Total column water vapor is a measure of the total gaseous water contained in a vertical column of atmosphere. It is quite different from the more familiar relative humidity, which is the amount of water vapor in air relative to the amount of water vapor the air is capable of holding. Atmospheric water vapor is the absolute amount of water dissolved in air.  When measured in linear units (millimeters, mm), it is the height (or depth) the water would occupy if the vapor were condensed into liquid and spread evenly across the column. Using the density of water, we can also report water vapor in kg/m2 = 1 mm or g/cm2 = 10 mm.




How much more water is in the air?


There is atmospheric water data available on the RSS website. Below is a chart showing the water anomaly over time, using data from RSS. The data are only for the oceans, and between the latitude bands as shown on the chart - tropics only, as well as almost global. I can say "almost" global for the 60°s-60°N band, because the air is quite dry at the poles. The data are reported in kg/m2 and plotted as an anomaly from the average of 1988 to 2007.
Figure 1 | Precipitable water anomaly for the period January 1988 to June 2016 for the tropics and (almost) global. The base period is 1988-2007. Data source: RSS June 2016.


As you can see in Figure 1, precipitable water is increasing over time. The data also show that the tropics are more variable than the globe overall. Below is an image from RSS showing the trends in total precipitable water (mm/decade) over the oceans over the period 1988 to 2015. Click to enlarge it:

Figure 2 | Trend in total precipitable water over the ocean. RSS Version-7 microwave radiometer. Source: RSS

There was a paper published last year in J Climate, by Thomas M. Smith and Phillip A. Arkin. They wrote about historical changes in total precipitable water going way back to the nineteenth century. I don't have the full paper (anyone?). [Dr Smith has just sent me a copy - which is much appreciated.] The abstract states (my emphasis):
A global mode indicates multidecadal increases in TPW since the nineteenth century, with strongest increases in the tropics and adjacent to land monsoon regions. Strongest multidecadal changes in the global mode are 1910–40 and since 1980. An ENSO mode for the extended period indicates a trend since the 1980s, opposite to the tendency in the global mode. There is no apparent multidecadal variation in the ENSO mode before 1980, suggesting that its multidecadal relationship with the global mode can change. Analysis of SST over the same period shows climate modes consistent with the TPW modes, and for the satellite period there are consistent variations in the satellite data, showing the strong link between SST and oceanic TPW.
The chart below is from the paper, and shows the change in total precipitable water since about 1870. The data are derived from different sources - an extended dynamic reanalysis (R20C) and a reconstruction based on historical sea surface temperature, with RSS data for recent years.
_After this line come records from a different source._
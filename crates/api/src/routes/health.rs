//! Health check endpoints.

use axum::{Json, Router, routing::get};
use serde::Serialize;

use crate::AppState;

/// Health check response.
#[derive(Serialize)]
pub struct HealthResponse {
    /// Service status.
    pub status: &'static str,
    /// Service version.
    pub version: &'static str,
}

/// Health check handler.
async fn health_check() -> Json<HealthResponse> {
    Json(HealthResponse {
        status: "healthy",
        version: env!("CARGO_PKG_VERSION"),
    })
}

/// Creates health check routes.
pub fn routes() -> Router<AppState> {
    Router::new().route("/health", get(health_check))
}
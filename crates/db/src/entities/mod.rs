//! `SeaORM` entity definitions.

pub mod courses;
pub mod enquiries;
pub mod fee_payments;
pub mod receipt_counters;
pub mod sea_orm_active_enums;
pub mod students;
pub mod users;
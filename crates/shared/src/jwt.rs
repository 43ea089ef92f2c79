//! JWT token generation and validation.
//!
//! Provides secure JWT handling with access and refresh tokens.

use chrono::{Duration, Utc};
use jsonwebtoken::{DecodingKey, EncodingKey, Header, Validation, decode, encode};
use thiserror::Error;
use uuid::Uuid;

use crate::auth::Claims;
use crate::config::JwtSettings;

/// JWT configuration.
#[derive(Debug, Clone)]
pub struct JwtConfig {
    /// Secret key for signing tokens.
    pub secret: String,
    /// Access token expiration in minutes.
    pub access_token_expires_minutes: i64,
    /// Refresh token expiration in days.
    pub refresh_token_expires_days: i64,
}

impl Default for JwtConfig {
    fn default() -> Self {
        Self {
            secret: "change-me-in-production".to_string(),
            access_token_expires_minutes: 15,
            refresh_token_expires_days: 7,
        }
    }
}

impl From<JwtSettings> for JwtConfig {
    fn from(settings: JwtSettings) -> Self {
        Self {
            secret: settings.secret,
            access_token_expires_minutes: settings.access_token_expires_minutes,
            refresh_token_expires_days: settings.refresh_token_expires_days,
        }
    }
}

/// Errors that can occur during JWT operations.
#[derive(Debug, Error)]
pub enum JwtError {
    /// Token encoding failed.
    #[error("failed to encode token: {0}")]
    EncodingError(String),

    /// Token decoding failed.
    #[error("failed to decode token: {0}")]
    DecodingError(String),

    /// Token has expired.
    #[error("token has expired")]
    Expired,

    /// Token is invalid.
    #[error("invalid token")]
    Invalid,
}

/// JWT service for token operations.
#[derive(Clone)]
pub struct JwtService {
    config: JwtConfig,
    encoding_key: EncodingKey,
    decoding_key: DecodingKey,
}

impl std::fmt::Debug for JwtService {
    fn fmt(&self, f: &mut std::fmt::Formatter<'_>) -> std::fmt::Result {
        f.debug_struct("JwtService")
            .field("config", &self.config)
            .field("encoding_key", &"[hidden]")
            .field("decoding_key", &"[hidden]")
            .finish()
    }
}

impl JwtService {
    /// Creates a new JWT service with the given configuration.
    #[must_use]
    pub fn new(config: JwtConfig) -> Self {
        let encoding_key = EncodingKey::from_secret(config.secret.as_bytes());
        let decoding_key = DecodingKey::from_secret(config.secret.as_bytes());
        Self {
            config,
            encoding_key,
            decoding_key,
        }
    }

    /// Generates an access token for an operator.
    ///
    /// # Errors
    ///
    /// Returns `JwtError::EncodingError` if token generation fails.
    pub fn generate_access_token(&self, user_id: Uuid, role: &str) -> Result<String, JwtError> {
        let expires_at = Utc::now() + Duration::minutes(self.config.access_token_expires_minutes);
        let claims = Claims::new(user_id, role, expires_at);

        encode(&Header::default(), &claims, &self.encoding_key)
            .map_err(|e| JwtError::EncodingError(e.to_string()))
    }

    /// Generates a refresh token for an operator.
    ///
    /// # Errors
    ///
    /// Returns `JwtError::EncodingError` if token generation fails.
    pub fn generate_refresh_token(&self, user_id: Uuid, role: &str) -> Result<String, JwtError> {
        let expires_at = Utc::now() + Duration::days(self.config.refresh_token_expires_days);
        let claims = Claims::new(user_id, role, expires_at);

        encode(&Header::default(), &claims, &self.encoding_key)
            .map_err(|e| JwtError::EncodingError(e.to_string()))
    }

    /// Validates and decodes a token.
    ///
    /// # Errors
    ///
    /// Returns `JwtError::Expired` if the token has expired.
    /// Returns `JwtError::DecodingError` if the token is malformed.
    pub fn validate_token(&self, token: &str) -> Result<Claims, JwtError> {
        let validation = Validation::default();

        decode::<Claims>(token, &self.decoding_key, &validation)
            .map(|data| data.claims)
            .map_err(|e| match e.kind() {
                jsonwebtoken::errors::ErrorKind::ExpiredSignature => JwtError::Expired,
                _ => JwtError::DecodingError(e.to_string()),
            })
    }

    /// Returns the access token expiration in seconds.
    #[must_use]
    pub const fn access_token_expires_in(&self) -> i64 {
        self.config.access_token_expires_minutes * 60
    }
}

#[cfg(test)]
mod tests {
    use super::*;

    fn create_test_service() -> JwtService {
        JwtService::new(JwtConfig {
            secret: "test-secret-key-for-testing".to_string(),
            access_token_expires_minutes: 15,
            refresh_token_expires_days: 7,
        })
    }

    #[test]
    fn test_generate_access_token() {
        let service = create_test_service();
        let user_id = Uuid::new_v4();

        let token = service.generate_access_token(user_id, "admin").unwrap();
        assert!(!token.is_empty());
    }

    #[test]
    fn test_validate_token() {
        let service = create_test_service();
        let user_id = Uuid::new_v4();

        let token = service.generate_access_token(user_id, "admin").unwrap();
        let claims = service.validate_token(&token).unwrap();

        assert_eq!(claims.user_id(), user_id);
        assert_eq!(claims.role, "admin");
    }

    #[test]
    fn test_invalid_token() {
        let service = create_test_service();
        let result = service.validate_token("invalid.token.here");
        assert!(result.is_err());
    }

    #[test]
    fn test_wrong_secret_rejected() {
        let service = create_test_service();
        let other = JwtService::new(JwtConfig {
            secret: "a-different-secret".to_string(),
            ..JwtConfig::default()
        });

        let token = service.generate_access_token(Uuid::new_v4(), "staff").unwrap();
        assert!(other.validate_token(&token).is_err());
    }
}
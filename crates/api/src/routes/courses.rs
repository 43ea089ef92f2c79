//! Course catalog routes.
//!
//! Everyone can read the catalog; only admins add to it. There is no
//! delete: a course referenced by admissions is deactivated instead.

use axum::{
    Json, Router,
    extract::{Query, State},
    http::StatusCode,
    response::IntoResponse,
    routing::{get, post},
};
use rust_decimal::Decimal;
use serde::{Deserialize, Serialize};
use serde_json::json;
use tracing::{error, info};
use uuid::Uuid;

use crate::AppState;
use crate::middleware::AuthUser;
use gurukul_db::entities::courses;
use gurukul_db::repositories::{CourseError, CourseRepository, CreateCourseInput};

use super::students::{internal_error, validation_error};

/// Creates the course routes.
pub fn routes() -> Router<AppState> {
    Router::new()
        .route("/courses", get(list_courses))
        .route("/courses", post(create_course))
}

// ============================================================================
// Request/Response Types
// ============================================================================

/// Request body for adding a course to the catalog.
#[derive(Debug, Deserialize)]
pub struct CreateCourseRequest {
    /// Display name, unique across the catalog.
    pub name: String,
    /// Short code, unique across the catalog.
    pub code: String,
    /// Course length in months.
    pub duration_months: i32,
    /// Fees suggested at admission.
    pub default_fees: Decimal,
}

/// Query parameters for listing courses.
#[derive(Debug, Deserialize)]
pub struct ListCoursesQuery {
    /// Include deactivated courses.
    pub include_inactive: Option<bool>,
}

/// Response for a single course.
#[derive(Debug, Serialize)]
pub struct CourseResponse {
    /// Course ID.
    pub id: Uuid,
    /// Display name.
    pub name: String,
    /// Short code.
    pub code: String,
    /// Course length in months.
    pub duration_months: i32,
    /// Fees suggested at admission.
    pub default_fees: Decimal,
    /// Whether the course is offered to new admissions.
    pub is_active: bool,
}

// ============================================================================
// Route Handlers
// ============================================================================

/// GET /courses - List the catalog, A to Z.
async fn list_courses(
    State(state): State<AppState>,
    Query(query): Query<ListCoursesQuery>,
) -> impl IntoResponse {
    let repo = CourseRepository::new((*state.db).clone());

    match repo.list(query.include_inactive.unwrap_or(false)).await {
        Ok(rows) => {
            let items: Vec<CourseResponse> = rows.into_iter().map(course_response).collect();
            (StatusCode::OK, Json(json!({ "courses": items }))).into_response()
        }
        Err(e) => {
            error!(error = %e, "Failed to list courses");
            internal_error()
        }
    }
}

/// POST /courses - Add a course to the catalog (admin only).
async fn create_course(
    State(state): State<AppState>,
    auth: AuthUser,
    Json(payload): Json<CreateCourseRequest>,
) -> impl IntoResponse {
    if !auth.is_admin() {
        return (
            StatusCode::FORBIDDEN,
            Json(json!({
                "error": "forbidden",
                "message": "Only admins can add courses"
            })),
        )
            .into_response();
    }

    let name = payload.name.trim();
    let code = payload.code.trim();
    if name.is_empty() || code.is_empty() {
        return validation_error("Name and code are required");
    }
    if payload.duration_months <= 0 {
        return validation_error("Duration must be at least one month");
    }
    if payload.default_fees < Decimal::ZERO {
        return validation_error("Default fees cannot be negative");
    }

    let repo = CourseRepository::new((*state.db).clone());
    let input = CreateCourseInput {
        name: name.to_string(),
        code: code.to_string(),
        duration_months: payload.duration_months,
        default_fees: payload.default_fees,
    };

    match repo.create(input).await {
        Ok(course) => {
            info!(course_id = %course.id, name = %course.name, "Course added to catalog");
            (StatusCode::CREATED, Json(course_response(course))).into_response()
        }
        Err(CourseError::Duplicate(name)) => (
            StatusCode::CONFLICT,
            Json(json!({
                "error": "course_exists",
                "message": format!("Course already exists: {name}")
            })),
        )
            .into_response(),
        Err(e) => {
            error!(error = %e, "Failed to create course");
            internal_error()
        }
    }
}

// ============================================================================
// Helpers
// ============================================================================

fn course_response(course: courses::Model) -> CourseResponse {
    CourseResponse {
        id: course.id,
        name: course.name,
        code: course.code,
        duration_months: course.duration_months,
        default_fees: course.default_fees,
        is_active: course.is_active,
    }
}
//! Enquiry register routes.
//!
//! The intake endpoint is public: the enquiry form sits on the institute's
//! website. Everything else is operator-only.

use axum::{
    Json, Router,
    extract::{Path, Query, State},
    http::{StatusCode, header},
    response::IntoResponse,
    routing::{delete, get, post},
};
use serde::{Deserialize, Serialize};
use serde_json::json;
use tracing::{error, info};
use uuid::Uuid;

use crate::AppState;
use gurukul_db::repositories::{CreateEnquiryInput, EnquiryError, EnquiryFilter, EnquiryRepository};
use gurukul_db::entities::enquiries;
use gurukul_shared::types::{PageRequest, PageResponse};

/// Creates the public enquiry routes (the website intake form).
pub fn public_routes() -> Router<AppState> {
    Router::new().route("/enquiries", post(create_enquiry))
}

/// Creates the operator-only enquiry routes.
pub fn routes() -> Router<AppState> {
    Router::new()
        .route("/enquiries", get(list_enquiries))
        .route("/enquiries/export", get(export_enquiries))
        .route("/enquiries/{id}", get(get_enquiry))
        .route("/enquiries/{id}", delete(delete_enquiry))
}

// ============================================================================
// Request/Response Types
// ============================================================================

/// Request body for the intake form.
#[derive(Debug, Deserialize)]
pub struct CreateEnquiryRequest {
    /// Name of the person enquiring.
    pub name: String,
    /// Mobile number.
    pub mobile: String,
    /// Education background.
    #[serde(default)]
    pub education: String,
    /// Course they asked about.
    #[serde(default)]
    pub course_interest: String,
}

/// Query parameters for listing enquiries.
#[derive(Debug, Deserialize)]
pub struct ListEnquiriesQuery {
    /// Case-insensitive contains match over name, mobile, and course.
    pub search: Option<String>,
    /// Page number (1-indexed).
    pub page: Option<u32>,
    /// Page size (max 100).
    pub per_page: Option<u32>,
}

impl ListEnquiriesQuery {
    fn page_request(&self) -> PageRequest {
        PageRequest {
            page: self.page.unwrap_or(1).max(1),
            per_page: self.per_page.unwrap_or(10).clamp(1, 100),
        }
    }
}

/// Response for a single enquiry.
#[derive(Debug, Serialize)]
pub struct EnquiryResponse {
    /// Enquiry ID.
    pub id: Uuid,
    /// Name of the person enquiring.
    pub name: String,
    /// Mobile number.
    pub mobile: String,
    /// Education background.
    pub education: String,
    /// Course they asked about.
    pub course_interest: String,
    /// When the enquiry was received.
    pub created_at: String,
}

/// CSV row for the enquiry register export.
#[derive(Debug, Serialize)]
struct EnquiryCsvRow<'a> {
    #[serde(rename = "ID")]
    id: Uuid,
    #[serde(rename = "Name")]
    name: &'a str,
    #[serde(rename = "Mobile")]
    mobile: &'a str,
    #[serde(rename = "Education")]
    education: &'a str,
    #[serde(rename = "Course")]
    course: &'a str,
    #[serde(rename = "Date")]
    date: String,
}

// ============================================================================
// Route Handlers
// ============================================================================

/// POST /enquiries - Record a new enquiry (public intake form).
async fn create_enquiry(
    State(state): State<AppState>,
    Json(payload): Json<CreateEnquiryRequest>,
) -> impl IntoResponse {
    let name = payload.name.trim();
    let mobile = payload.mobile.trim();
    if name.is_empty() || mobile.is_empty() {
        return (
            StatusCode::BAD_REQUEST,
            Json(json!({
                "error": "validation_error",
                "message": "Name and mobile are required"
            })),
        )
            .into_response();
    }

    let repo = EnquiryRepository::new((*state.db).clone());
    let input = CreateEnquiryInput {
        name: name.to_string(),
        mobile: mobile.to_string(),
        education: payload.education.trim().to_string(),
        course_interest: payload.course_interest.trim().to_string(),
    };

    match repo.create(input).await {
        Ok(enquiry) => {
            info!(enquiry_id = %enquiry.id, "New enquiry recorded");
            (StatusCode::CREATED, Json(enquiry_response(enquiry))).into_response()
        }
        Err(e) => {
            error!(error = %e, "Failed to record enquiry");
            internal_error()
        }
    }
}

/// GET /enquiries - List enquiries, newest first.
async fn list_enquiries(
    State(state): State<AppState>,
    Query(query): Query<ListEnquiriesQuery>,
) -> impl IntoResponse {
    let repo = EnquiryRepository::new((*state.db).clone());
    let page = query.page_request();
    let filter = EnquiryFilter {
        search: query.search,
        page: page.clone(),
    };

    match repo.list(filter).await {
        Ok((rows, total)) => {
            let items: Vec<EnquiryResponse> = rows.into_iter().map(enquiry_response).collect();
            let response = PageResponse::new(items, page.page, page.per_page, total);
            (StatusCode::OK, Json(response)).into_response()
        }
        Err(e) => {
            error!(error = %e, "Failed to list enquiries");
            internal_error()
        }
    }
}

/// GET /enquiries/{id} - Fetch one enquiry, used to prefill an admission.
async fn get_enquiry(State(state): State<AppState>, Path(id): Path<Uuid>) -> impl IntoResponse {
    let repo = EnquiryRepository::new((*state.db).clone());

    match repo.find_by_id(id).await {
        Ok(enquiry) => (StatusCode::OK, Json(enquiry_response(enquiry))).into_response(),
        Err(EnquiryError::NotFound(_)) => not_found(),
        Err(e) => {
            error!(error = %e, "Failed to fetch enquiry");
            internal_error()
        }
    }
}

/// DELETE /enquiries/{id} - Remove an enquiry from the register.
async fn delete_enquiry(State(state): State<AppState>, Path(id): Path<Uuid>) -> impl IntoResponse {
    let repo = EnquiryRepository::new((*state.db).clone());

    match repo.delete(id).await {
        Ok(()) => {
            info!(enquiry_id = %id, "Enquiry deleted");
            StatusCode::NO_CONTENT.into_response()
        }
        Err(EnquiryError::NotFound(_)) => not_found(),
        Err(e) => {
            error!(error = %e, "Failed to delete enquiry");
            internal_error()
        }
    }
}

/// GET /enquiries/export - Download the filtered register as CSV.
async fn export_enquiries(
    State(state): State<AppState>,
    Query(query): Query<ListEnquiriesQuery>,
) -> impl IntoResponse {
    let repo = EnquiryRepository::new((*state.db).clone());
    let filter = EnquiryFilter {
        search: query.search,
        page: PageRequest::default(),
    };

    let rows = match repo.export(filter).await {
        Ok(rows) => rows,
        Err(e) => {
            error!(error = %e, "Failed to export enquiries");
            return internal_error();
        }
    };

    match enquiries_csv(&rows) {
        Ok(bytes) => csv_attachment("enquiries.csv", bytes),
        Err(e) => {
            error!(error = %e, "Failed to build enquiry CSV");
            internal_error()
        }
    }
}

// ============================================================================
// Helpers
// ============================================================================

fn enquiry_response(enquiry: enquiries::Model) -> EnquiryResponse {
    EnquiryResponse {
        id: enquiry.id,
        name: enquiry.name,
        mobile: enquiry.mobile,
        education: enquiry.education,
        course_interest: enquiry.course_interest,
        created_at: enquiry.created_at.to_rfc3339(),
    }
}

fn enquiries_csv(rows: &[enquiries::Model]) -> Result<Vec<u8>, csv::Error> {
    let mut writer = csv::Writer::from_writer(Vec::new());
    for enquiry in rows {
        writer.serialize(EnquiryCsvRow {
            id: enquiry.id,
            name: &enquiry.name,
            mobile: &enquiry.mobile,
            education: &enquiry.education,
            course: &enquiry.course_interest,
            date: enquiry.created_at.format("%d-%m-%Y").to_string(),
        })?;
    }
    writer.flush()?;
    writer
        .into_inner()
        .map_err(|e| csv::Error::from(std::io::Error::other(e.to_string())))
}

/// Builds a CSV download response.
pub(super) fn csv_attachment(filename: &str, bytes: Vec<u8>) -> axum::response::Response {
    (
        StatusCode::OK,
        [
            (header::CONTENT_TYPE, "text/csv; charset=utf-8".to_string()),
            (
                header::CONTENT_DISPOSITION,
                format!("attachment; filename=\"{filename}\""),
            ),
        ],
        bytes,
    )
        .into_response()
}

fn not_found() -> axum::response::Response {
    (
        StatusCode::NOT_FOUND,
        Json(json!({
            "error": "not_found",
            "message": "Enquiry not found"
        })),
    )
        .into_response()
}

fn internal_error() -> axum::response::Response {
    (
        StatusCode::INTERNAL_SERVER_ERROR,
        Json(json!({
            "error": "internal_error",
            "message": "An error occurred"
        })),
    )
        .into_response()
}

#[cfg(test)]
mod tests {
    use super::*;
    use chrono::{TimeZone, Utc};

    fn sample_enquiry() -> enquiries::Model {
        enquiries::Model {
            id: Uuid::new_v4(),
            name: "Priya Sharma".to_string(),
            mobile: "9876543210".to_string(),
            education: "B.Sc".to_string(),
            course_interest: "Tally".to_string(),
            created_at: Utc.with_ymd_and_hms(2026, 3, 5, 10, 30, 0).unwrap().into(),
        }
    }

    #[test]
    fn test_enquiries_csv_header_and_date_format() {
        let rows = vec![sample_enquiry()];
        let bytes = enquiries_csv(&rows).unwrap();
        let text = String::from_utf8(bytes).unwrap();

        let mut lines = text.lines();
        assert_eq!(
            lines.next().unwrap(),
            "ID,Name,Mobile,Education,Course,Date"
        );
        let row = lines.next().unwrap();
        assert!(row.contains("Priya Sharma"));
        assert!(row.ends_with("05-03-2026"));
    }

    #[test]
    fn test_page_request_clamps() {
        let query = ListEnquiriesQuery {
            search: None,
            page: Some(0),
            per_page: Some(500),
        };
        let page = query.page_request();
        assert_eq!(page.page, 1);
        assert_eq!(page.per_page, 100);
    }
}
Figure 3 | Global ocean area annual average TPW anomalies from the superensemble (merged, solid black) and the indicated individual historical analyses fR[WSST] (dashed black) and R20C (dashed red)g. The satellite-based RSS analysis is also shown for comparison (dashed green). Units are kilograms per meter squared. Source: Smith & Arkin 2015

The water cycle is intensifying with global warming


Nine years ago, Frank J. Wentz, Lucrezia Ricciardulli, Kyle Hilburn, Carl Mears wrote a paper in Science where they demonstrated that the intensity of the water cycle has been increasing. They worked out from observations that the hydrological cycle is increasing at a rate of about 6% per degree Celsius.

This finding was different to what was predicted by the then available global coupled ocean-atmosphere models. The authors wrote:
More than 99% of the total moisture in the atmosphere is in the form of water vapor. The large increase in water is due to the warmer air being able to hold more water vapor, as dictated by the Clausius-Clapeyron (C-C) relation under the condition that the relative humidity in the lower troposphere stays constant. So according to the current set of global coupled ocean-atmosphere models (GCMs), the rate of increase in precipitation will be several times lower than that for total water. This apparent inconsistency is resolved in the models by a reduction in the vapor mass flux, particularly with respect to the Walker circulation, which reinforces the trade winds (3, 7). Whether a decrease in global winds is a necessary consequence of global warming is a complex question that is yet to be resolved (8).
The authors explained the analysis very clearly. I won't go into all the detail here (you can read it for yourself). The bottom line is that if the rate of increase in precipitation is going to be lower than the rate of increase in atmospheric water vapour, something has to give. That is, according to the equation below (from the supplement). This is equation S1 referenced below:

 Equation S1


where κ is von Karman’s constant, ρ is the surface air density, τ0 is surface wind stress, q0 and qz are the specific humidities at the surface and at height z. The terms z0 and ψ are the roughness length and profile for latent heat flux.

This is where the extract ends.